Data entries

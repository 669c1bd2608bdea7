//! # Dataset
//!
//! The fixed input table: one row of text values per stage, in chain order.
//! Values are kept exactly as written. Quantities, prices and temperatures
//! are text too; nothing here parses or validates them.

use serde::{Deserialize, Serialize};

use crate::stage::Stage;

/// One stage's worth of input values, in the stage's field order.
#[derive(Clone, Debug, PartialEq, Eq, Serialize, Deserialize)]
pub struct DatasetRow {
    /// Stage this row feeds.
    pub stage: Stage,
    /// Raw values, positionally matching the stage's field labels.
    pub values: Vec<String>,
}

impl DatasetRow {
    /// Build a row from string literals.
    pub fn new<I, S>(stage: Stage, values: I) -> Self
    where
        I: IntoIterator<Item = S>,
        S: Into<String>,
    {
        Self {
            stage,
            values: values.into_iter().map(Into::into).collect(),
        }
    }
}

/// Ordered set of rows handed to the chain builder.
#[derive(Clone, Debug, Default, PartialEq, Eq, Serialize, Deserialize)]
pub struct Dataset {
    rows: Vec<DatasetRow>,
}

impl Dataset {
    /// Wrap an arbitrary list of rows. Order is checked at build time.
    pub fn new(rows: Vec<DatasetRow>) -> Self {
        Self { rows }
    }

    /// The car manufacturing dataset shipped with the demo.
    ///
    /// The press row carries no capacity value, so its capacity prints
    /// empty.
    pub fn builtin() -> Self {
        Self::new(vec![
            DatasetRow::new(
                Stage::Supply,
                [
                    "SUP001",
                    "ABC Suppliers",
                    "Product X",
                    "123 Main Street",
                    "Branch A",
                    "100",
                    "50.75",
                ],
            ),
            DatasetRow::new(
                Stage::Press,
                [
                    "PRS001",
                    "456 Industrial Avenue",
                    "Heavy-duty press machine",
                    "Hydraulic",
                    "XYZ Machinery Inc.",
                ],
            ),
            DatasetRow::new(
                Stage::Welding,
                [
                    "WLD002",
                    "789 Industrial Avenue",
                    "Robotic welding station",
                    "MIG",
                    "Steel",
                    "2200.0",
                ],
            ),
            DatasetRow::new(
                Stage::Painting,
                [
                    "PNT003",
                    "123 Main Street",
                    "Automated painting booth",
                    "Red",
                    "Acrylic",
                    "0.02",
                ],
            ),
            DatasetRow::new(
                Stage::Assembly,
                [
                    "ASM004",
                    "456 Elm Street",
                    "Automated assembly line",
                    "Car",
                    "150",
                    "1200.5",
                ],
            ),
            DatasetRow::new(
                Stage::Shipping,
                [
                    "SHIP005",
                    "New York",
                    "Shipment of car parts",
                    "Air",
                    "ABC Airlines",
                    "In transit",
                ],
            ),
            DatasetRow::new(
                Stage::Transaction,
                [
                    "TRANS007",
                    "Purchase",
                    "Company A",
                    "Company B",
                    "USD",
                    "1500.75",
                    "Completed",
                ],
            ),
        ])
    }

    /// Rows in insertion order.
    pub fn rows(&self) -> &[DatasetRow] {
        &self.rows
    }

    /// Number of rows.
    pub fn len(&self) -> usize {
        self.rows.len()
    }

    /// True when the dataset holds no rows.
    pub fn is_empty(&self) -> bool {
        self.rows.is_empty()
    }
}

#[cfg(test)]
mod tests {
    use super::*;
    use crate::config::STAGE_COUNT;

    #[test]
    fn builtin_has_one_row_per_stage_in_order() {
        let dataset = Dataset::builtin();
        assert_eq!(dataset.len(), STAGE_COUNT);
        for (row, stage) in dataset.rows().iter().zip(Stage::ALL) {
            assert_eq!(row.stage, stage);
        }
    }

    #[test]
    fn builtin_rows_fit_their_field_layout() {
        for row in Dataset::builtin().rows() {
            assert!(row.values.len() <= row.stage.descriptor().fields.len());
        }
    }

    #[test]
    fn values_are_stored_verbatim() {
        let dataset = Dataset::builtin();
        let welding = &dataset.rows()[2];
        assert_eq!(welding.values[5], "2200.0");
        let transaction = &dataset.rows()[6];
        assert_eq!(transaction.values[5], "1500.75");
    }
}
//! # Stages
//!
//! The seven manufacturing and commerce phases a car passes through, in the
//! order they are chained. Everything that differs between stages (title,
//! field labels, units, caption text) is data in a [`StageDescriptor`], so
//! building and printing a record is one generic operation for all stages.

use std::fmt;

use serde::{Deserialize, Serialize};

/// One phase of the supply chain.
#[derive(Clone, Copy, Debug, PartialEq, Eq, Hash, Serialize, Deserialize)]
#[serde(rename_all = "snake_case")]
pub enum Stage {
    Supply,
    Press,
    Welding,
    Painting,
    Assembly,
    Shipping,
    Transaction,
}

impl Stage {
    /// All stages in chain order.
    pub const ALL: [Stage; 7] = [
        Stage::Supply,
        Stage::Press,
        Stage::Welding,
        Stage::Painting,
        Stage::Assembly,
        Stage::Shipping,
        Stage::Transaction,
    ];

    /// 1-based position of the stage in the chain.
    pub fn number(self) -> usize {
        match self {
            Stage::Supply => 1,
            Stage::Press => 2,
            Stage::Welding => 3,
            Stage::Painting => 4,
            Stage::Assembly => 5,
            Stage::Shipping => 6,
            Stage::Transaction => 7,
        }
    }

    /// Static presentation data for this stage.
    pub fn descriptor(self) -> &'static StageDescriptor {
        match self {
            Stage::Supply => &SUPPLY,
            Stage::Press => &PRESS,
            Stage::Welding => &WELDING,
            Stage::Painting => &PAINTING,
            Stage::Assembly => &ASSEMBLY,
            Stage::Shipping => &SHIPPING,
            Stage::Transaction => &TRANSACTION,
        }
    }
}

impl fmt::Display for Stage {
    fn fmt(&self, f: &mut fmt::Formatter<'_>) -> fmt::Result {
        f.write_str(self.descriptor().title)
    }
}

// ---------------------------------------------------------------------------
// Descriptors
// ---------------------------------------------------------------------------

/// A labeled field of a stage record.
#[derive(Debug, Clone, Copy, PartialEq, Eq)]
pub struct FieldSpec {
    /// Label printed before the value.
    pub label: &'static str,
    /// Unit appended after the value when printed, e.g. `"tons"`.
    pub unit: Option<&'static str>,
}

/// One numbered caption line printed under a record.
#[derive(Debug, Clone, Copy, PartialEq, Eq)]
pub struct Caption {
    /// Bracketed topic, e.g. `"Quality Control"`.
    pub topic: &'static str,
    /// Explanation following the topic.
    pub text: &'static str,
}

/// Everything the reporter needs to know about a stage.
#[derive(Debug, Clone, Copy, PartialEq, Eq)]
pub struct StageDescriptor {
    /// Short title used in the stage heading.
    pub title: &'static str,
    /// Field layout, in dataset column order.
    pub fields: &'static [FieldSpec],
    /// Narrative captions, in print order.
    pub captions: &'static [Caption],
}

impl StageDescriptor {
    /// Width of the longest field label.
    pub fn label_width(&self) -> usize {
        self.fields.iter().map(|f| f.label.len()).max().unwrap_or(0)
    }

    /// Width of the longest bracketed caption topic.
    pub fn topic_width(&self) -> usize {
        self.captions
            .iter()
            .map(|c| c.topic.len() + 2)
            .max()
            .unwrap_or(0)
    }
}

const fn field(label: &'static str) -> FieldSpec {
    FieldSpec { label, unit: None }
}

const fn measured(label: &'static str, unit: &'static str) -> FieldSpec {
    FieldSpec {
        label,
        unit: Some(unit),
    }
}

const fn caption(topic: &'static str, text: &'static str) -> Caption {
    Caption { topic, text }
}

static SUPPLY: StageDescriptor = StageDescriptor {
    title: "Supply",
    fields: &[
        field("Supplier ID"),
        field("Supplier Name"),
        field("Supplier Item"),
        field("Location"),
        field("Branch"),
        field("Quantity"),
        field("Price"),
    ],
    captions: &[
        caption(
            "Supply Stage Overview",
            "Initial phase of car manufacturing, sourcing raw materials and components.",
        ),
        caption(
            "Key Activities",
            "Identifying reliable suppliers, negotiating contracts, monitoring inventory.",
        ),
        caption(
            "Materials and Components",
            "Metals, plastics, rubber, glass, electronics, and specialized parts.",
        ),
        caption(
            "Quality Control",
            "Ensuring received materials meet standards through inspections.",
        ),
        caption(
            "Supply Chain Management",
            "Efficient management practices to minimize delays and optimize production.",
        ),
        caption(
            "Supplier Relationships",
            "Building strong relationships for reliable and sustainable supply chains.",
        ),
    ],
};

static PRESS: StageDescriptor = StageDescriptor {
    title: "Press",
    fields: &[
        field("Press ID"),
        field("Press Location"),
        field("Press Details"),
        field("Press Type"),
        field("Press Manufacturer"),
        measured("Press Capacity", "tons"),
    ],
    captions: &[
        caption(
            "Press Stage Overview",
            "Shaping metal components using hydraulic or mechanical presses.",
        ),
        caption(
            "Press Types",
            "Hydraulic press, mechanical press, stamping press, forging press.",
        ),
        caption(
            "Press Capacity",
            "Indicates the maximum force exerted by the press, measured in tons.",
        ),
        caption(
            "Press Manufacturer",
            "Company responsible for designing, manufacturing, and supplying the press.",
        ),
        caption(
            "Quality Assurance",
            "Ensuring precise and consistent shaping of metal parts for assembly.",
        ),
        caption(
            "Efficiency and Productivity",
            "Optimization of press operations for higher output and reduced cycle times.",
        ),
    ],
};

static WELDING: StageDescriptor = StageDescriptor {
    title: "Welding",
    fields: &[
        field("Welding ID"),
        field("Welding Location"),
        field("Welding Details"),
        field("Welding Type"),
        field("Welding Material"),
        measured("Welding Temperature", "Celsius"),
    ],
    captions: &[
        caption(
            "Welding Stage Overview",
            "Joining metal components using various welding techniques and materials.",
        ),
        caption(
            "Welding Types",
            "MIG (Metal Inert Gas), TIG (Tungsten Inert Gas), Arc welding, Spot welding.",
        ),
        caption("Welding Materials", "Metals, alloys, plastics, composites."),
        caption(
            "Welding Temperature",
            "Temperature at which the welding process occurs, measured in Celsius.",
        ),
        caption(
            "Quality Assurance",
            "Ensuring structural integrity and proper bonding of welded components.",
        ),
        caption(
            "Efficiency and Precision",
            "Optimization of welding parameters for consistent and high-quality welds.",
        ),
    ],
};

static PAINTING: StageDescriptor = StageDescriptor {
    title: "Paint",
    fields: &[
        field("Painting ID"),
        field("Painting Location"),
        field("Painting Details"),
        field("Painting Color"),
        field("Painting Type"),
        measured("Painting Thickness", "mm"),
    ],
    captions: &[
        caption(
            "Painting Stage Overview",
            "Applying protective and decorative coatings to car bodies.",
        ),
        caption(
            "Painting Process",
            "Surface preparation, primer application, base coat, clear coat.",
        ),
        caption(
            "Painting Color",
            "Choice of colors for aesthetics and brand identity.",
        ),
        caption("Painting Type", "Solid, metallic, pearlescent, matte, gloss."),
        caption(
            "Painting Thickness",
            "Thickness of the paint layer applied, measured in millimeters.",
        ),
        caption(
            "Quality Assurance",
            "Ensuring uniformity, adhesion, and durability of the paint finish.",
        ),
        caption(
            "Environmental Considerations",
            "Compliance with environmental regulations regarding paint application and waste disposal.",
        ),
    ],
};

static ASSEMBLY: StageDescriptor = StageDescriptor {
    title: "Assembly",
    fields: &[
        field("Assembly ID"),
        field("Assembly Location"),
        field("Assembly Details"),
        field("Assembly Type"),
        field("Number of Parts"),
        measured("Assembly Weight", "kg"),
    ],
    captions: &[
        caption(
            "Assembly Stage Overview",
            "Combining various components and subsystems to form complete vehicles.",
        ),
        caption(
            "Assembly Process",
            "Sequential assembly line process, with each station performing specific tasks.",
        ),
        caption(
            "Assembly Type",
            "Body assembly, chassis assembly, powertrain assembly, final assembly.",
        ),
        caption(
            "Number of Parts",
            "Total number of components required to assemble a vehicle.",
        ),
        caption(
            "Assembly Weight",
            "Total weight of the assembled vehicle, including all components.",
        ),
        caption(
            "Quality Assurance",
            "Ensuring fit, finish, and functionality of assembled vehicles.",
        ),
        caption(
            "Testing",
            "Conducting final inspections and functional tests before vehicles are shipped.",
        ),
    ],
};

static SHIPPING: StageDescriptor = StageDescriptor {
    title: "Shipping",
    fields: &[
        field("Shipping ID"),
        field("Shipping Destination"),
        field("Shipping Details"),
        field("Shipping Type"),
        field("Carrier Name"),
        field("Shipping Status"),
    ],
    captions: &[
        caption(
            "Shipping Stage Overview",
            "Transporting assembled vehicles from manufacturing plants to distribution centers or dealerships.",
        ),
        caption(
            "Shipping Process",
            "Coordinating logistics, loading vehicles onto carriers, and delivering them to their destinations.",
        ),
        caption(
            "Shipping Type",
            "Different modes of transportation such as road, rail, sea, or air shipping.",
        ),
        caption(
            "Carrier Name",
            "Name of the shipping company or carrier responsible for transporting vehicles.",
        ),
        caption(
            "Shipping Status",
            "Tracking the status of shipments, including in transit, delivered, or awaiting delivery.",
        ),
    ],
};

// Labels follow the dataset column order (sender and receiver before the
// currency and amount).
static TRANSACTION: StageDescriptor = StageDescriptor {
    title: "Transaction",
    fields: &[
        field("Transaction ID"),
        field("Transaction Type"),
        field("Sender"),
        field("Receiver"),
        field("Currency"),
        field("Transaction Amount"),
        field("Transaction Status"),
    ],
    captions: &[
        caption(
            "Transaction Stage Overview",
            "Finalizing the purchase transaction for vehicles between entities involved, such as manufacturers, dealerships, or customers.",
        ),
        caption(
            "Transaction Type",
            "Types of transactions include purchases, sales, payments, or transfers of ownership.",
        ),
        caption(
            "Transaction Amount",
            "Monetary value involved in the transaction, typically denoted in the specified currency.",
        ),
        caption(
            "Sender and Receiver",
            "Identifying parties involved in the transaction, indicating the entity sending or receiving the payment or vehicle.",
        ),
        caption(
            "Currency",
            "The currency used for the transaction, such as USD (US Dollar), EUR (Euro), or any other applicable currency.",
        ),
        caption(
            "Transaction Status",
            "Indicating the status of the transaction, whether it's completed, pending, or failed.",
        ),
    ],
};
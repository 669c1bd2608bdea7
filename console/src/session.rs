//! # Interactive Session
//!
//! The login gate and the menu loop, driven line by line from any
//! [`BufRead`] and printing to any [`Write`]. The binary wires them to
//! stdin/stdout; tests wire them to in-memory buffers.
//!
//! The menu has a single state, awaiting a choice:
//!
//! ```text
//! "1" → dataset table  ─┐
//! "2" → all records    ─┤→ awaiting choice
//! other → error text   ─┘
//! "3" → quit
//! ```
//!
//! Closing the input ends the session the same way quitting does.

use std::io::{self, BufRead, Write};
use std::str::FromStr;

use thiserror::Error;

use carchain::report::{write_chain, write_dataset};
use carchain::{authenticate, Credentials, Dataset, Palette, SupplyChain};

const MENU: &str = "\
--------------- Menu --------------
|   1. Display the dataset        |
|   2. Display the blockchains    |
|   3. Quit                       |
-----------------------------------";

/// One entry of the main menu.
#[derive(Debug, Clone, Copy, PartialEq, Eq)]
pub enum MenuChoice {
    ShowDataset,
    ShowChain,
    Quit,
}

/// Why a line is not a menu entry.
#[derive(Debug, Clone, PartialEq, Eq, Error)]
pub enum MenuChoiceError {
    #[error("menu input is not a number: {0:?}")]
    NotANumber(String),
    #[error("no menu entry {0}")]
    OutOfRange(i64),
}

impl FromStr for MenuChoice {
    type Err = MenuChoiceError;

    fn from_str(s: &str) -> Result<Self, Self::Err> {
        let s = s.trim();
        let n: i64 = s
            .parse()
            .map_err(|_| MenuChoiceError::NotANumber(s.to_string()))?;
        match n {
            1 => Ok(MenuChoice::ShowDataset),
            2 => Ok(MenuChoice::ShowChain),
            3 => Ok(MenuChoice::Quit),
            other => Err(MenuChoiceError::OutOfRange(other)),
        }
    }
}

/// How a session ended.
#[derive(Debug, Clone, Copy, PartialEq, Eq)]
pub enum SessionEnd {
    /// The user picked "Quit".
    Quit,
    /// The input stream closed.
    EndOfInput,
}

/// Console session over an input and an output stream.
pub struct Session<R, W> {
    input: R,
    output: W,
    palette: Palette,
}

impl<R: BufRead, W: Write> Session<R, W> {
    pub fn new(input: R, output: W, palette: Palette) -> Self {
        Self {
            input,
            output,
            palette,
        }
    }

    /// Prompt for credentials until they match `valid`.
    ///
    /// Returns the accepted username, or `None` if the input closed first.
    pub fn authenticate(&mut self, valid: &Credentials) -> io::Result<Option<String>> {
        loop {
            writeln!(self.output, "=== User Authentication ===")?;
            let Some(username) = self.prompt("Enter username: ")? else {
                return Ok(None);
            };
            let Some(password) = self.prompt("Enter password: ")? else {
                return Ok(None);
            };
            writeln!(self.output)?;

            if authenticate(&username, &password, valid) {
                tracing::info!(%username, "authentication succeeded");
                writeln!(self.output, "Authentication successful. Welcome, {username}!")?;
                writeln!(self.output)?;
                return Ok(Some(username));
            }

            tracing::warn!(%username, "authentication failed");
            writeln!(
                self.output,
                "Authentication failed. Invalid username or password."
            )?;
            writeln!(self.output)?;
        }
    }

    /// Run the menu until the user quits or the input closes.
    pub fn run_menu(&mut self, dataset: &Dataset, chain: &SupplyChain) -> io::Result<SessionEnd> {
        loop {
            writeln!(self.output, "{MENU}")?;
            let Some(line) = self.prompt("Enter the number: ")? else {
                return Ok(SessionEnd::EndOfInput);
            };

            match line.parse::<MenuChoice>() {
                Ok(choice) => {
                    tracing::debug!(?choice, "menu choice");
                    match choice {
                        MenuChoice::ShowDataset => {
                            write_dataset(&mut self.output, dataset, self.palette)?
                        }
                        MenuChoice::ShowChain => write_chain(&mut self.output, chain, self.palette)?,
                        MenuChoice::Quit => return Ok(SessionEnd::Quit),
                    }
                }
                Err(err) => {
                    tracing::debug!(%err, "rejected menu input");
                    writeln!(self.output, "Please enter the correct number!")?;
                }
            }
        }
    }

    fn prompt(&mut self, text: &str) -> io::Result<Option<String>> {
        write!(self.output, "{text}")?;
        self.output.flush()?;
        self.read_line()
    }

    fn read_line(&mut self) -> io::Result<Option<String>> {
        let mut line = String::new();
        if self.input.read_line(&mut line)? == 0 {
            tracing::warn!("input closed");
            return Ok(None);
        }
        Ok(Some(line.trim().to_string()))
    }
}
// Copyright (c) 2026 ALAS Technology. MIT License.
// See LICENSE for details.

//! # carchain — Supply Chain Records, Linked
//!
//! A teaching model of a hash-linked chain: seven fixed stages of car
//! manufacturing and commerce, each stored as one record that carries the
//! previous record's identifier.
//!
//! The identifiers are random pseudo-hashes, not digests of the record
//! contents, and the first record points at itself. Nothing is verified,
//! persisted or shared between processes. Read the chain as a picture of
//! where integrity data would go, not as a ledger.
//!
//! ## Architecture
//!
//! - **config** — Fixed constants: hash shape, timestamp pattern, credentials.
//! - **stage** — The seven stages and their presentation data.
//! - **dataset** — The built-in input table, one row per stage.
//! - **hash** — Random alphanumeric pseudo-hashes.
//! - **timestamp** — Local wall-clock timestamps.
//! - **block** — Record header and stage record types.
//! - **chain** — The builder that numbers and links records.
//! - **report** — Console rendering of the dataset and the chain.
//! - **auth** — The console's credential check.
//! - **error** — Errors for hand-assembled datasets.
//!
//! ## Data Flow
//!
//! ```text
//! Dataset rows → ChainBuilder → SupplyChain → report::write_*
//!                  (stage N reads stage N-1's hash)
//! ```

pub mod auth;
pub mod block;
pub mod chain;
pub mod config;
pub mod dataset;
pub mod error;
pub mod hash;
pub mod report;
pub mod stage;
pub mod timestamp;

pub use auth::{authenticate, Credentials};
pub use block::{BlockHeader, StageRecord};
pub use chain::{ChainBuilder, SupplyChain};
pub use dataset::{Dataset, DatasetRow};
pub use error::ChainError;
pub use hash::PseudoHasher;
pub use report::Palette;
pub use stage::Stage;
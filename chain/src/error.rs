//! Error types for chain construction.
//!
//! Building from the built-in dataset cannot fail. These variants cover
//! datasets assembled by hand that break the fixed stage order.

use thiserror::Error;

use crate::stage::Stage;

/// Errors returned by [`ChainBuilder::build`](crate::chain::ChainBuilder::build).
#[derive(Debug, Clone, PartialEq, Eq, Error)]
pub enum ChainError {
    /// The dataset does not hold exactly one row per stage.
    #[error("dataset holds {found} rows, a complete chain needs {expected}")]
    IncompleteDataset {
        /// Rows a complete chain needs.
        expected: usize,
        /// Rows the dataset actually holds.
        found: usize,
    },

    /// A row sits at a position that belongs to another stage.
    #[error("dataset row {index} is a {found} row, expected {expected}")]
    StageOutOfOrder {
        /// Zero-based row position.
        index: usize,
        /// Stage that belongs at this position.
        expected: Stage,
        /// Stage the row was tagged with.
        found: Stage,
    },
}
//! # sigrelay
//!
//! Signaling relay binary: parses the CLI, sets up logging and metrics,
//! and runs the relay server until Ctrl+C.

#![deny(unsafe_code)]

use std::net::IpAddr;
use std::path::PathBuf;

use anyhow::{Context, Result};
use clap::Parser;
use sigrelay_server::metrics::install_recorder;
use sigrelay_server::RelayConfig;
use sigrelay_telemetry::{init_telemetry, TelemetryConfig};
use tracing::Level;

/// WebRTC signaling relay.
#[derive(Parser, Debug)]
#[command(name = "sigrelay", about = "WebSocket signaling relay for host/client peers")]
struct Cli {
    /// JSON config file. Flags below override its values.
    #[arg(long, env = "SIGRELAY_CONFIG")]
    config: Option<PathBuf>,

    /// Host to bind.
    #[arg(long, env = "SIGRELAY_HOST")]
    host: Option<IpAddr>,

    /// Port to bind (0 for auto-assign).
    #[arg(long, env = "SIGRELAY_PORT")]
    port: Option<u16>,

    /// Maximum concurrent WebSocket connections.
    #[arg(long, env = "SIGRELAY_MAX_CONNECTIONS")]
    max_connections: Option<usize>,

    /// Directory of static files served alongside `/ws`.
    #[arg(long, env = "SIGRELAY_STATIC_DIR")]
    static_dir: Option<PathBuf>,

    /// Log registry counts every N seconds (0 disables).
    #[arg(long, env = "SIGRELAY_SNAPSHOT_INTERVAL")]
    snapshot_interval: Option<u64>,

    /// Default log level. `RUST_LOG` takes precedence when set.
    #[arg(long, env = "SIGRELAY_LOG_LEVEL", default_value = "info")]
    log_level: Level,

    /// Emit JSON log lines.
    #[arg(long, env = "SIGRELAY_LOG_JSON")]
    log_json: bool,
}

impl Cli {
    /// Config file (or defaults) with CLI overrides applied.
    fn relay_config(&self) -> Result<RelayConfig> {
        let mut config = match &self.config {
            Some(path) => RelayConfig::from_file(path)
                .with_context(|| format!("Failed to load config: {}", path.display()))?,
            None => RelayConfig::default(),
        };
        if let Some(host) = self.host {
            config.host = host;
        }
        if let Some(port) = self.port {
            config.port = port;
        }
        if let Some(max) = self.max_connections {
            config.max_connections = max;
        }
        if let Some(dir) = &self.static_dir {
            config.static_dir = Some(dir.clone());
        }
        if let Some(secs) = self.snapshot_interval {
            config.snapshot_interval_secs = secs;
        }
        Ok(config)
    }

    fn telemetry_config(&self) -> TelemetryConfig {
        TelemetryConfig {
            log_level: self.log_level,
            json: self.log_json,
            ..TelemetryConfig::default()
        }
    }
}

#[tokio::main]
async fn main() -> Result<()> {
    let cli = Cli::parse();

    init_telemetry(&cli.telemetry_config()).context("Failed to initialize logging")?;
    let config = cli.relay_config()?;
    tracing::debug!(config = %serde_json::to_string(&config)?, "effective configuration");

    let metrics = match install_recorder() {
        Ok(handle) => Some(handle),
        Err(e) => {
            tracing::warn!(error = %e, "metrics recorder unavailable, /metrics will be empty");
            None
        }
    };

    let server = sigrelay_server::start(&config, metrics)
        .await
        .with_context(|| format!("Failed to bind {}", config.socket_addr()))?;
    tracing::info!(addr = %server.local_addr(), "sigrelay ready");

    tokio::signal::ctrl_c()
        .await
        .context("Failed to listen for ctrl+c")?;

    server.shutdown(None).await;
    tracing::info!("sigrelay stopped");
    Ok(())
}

PROBLEM
From the records above, pull every line that has the string "secs" and copy it.

WRITTEN REPLY
        if let Some(secs) = self.snapshot_interval {
            config.snapshot_interval_secs = secs;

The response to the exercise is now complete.